Mortality Risk of Antipsychotic Dose and Duration in Nursing Home Residents with Chronic or Acute Indications - American Geriatric Society

Objectives

To examine disease-specific associations between antipsychotic dose and duration and all-cause mortality.

Design

Retrospective cohort study.

Setting

A 5% random sample of Medicare beneficiaries who had a Minimum Data Set 2.0 clinical assessment completed between 2007 and 2009.

Participants

Three mutually exclusive cohorts of new antipsychotic users with evidence of severe mental illness (SMI, n = 5,621); dementia with behavioral symptoms (dementia + behavior) without SMI (n = 1,090); or delirium only without SMI or dementia + behavior (n = 2,100) were identified.

Measurements

Dose and duration of therapy with antipsychotics were assessed monthly with a 6-month look-back. Dose was measured as modified standardized daily dose (mSDD), with a mSDD of 1 or less considered below or at recommended maximum geriatric dose. Duration was categorized as 30 or fewer, 31 to 60, 61 to 90, and 91 to 184 days for SMI and dementia + behavior and 7 or fewer, 8 to 30, 31 to 90, and 91 to 184 days for delirium.
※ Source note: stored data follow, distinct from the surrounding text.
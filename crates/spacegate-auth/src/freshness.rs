//! Signed timestamp freshness checks.

use crate::error::AuthError;

/// Parse a Unix-seconds `auth_date` value.
///
/// # Errors
///
/// Returns [`AuthError::MissingTimestamp`] when absent and
/// [`AuthError::InvalidTimestamp`] when not a base-10 integer.
pub fn parse_timestamp(value: Option<&str>) -> Result<i64, AuthError> {
    value
        .ok_or(AuthError::MissingTimestamp)?
        .parse::<i64>()
        .map_err(|_| AuthError::InvalidTimestamp)
}

/// Check that `auth_date` is at most `max_age_secs` old at `now`.
///
/// An age exactly equal to the window is accepted. Timestamps in the future
/// have a negative age and are accepted.
///
/// # Errors
///
/// Returns [`AuthError::CredentialExpired`] when `now - auth_date > max_age_secs`.
pub fn check_freshness(auth_date: i64, max_age_secs: i64, now: i64) -> Result<(), AuthError> {
    let age = now.saturating_sub(auth_date);
    if age > max_age_secs {
        return Err(AuthError::CredentialExpired {
            age,
            max_age: max_age_secs,
        });
    }
    Ok(())
}

#[cfg(test)]
mod tests {
    use super::*;

    const NOW: i64 = 1_700_000_000;

    #[test]
    fn test_should_accept_age_equal_to_window() {
        assert_eq!(check_freshness(NOW - 3600, 3600, NOW), Ok(()));
    }

    #[test]
    fn test_should_reject_age_one_past_window() {
        assert_eq!(
            check_freshness(NOW - 3601, 3600, NOW),
            Err(AuthError::CredentialExpired {
                age: 3601,
                max_age: 3600
            })
        );
    }

    #[test]
    fn test_should_accept_future_timestamp() {
        assert_eq!(check_freshness(NOW + 30, 3600, NOW), Ok(()));
    }

    #[test]
    fn test_should_parse_timestamp_values() {
        assert_eq!(parse_timestamp(Some("1700000000")), Ok(NOW));
        assert_eq!(parse_timestamp(None), Err(AuthError::MissingTimestamp));
        assert_eq!(
            parse_timestamp(Some("yesterday")),
            Err(AuthError::InvalidTimestamp)
        );
    }
}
Complementary log-log models with mSDD and duration as time-dependent variables were used to estimate hazard ratios (HRs) and 95% confidence intervals (CIs) for mortality.

Results

In all three groups, new antipsychotic users with a mSDD of 1 or less had significantly lower mortality risk (HRSMI = 0.77, 95% CI = 0.67–0.88; HRdementia+behavior = 0.52, 95% CI = 0.36–0.76; HRdelirium = 0.61, 95% CI = 0.44–0.85) than peers with a mSDD greater than 1. Individuals with longer duration of antipsychotic use (91–184 days for SMI and delirium) had significantly lower mortality than those with a short duration of use (≤30 days for SMI; ≤7 days for delirium). The interaction between dose and duration was statistically significant in the SMI cohort (P < .001).

Conclusion

Lower mortality was observed with within-recommended dose ranges for dementia + behavior, SMI, and delirium and with long duration of antipsychotic use for the latter two disease groups. Prescribers should monitor antipsychotic dosage throughout the course of antipsychotic treatment and customize dose and duration regimens to an individual's indications.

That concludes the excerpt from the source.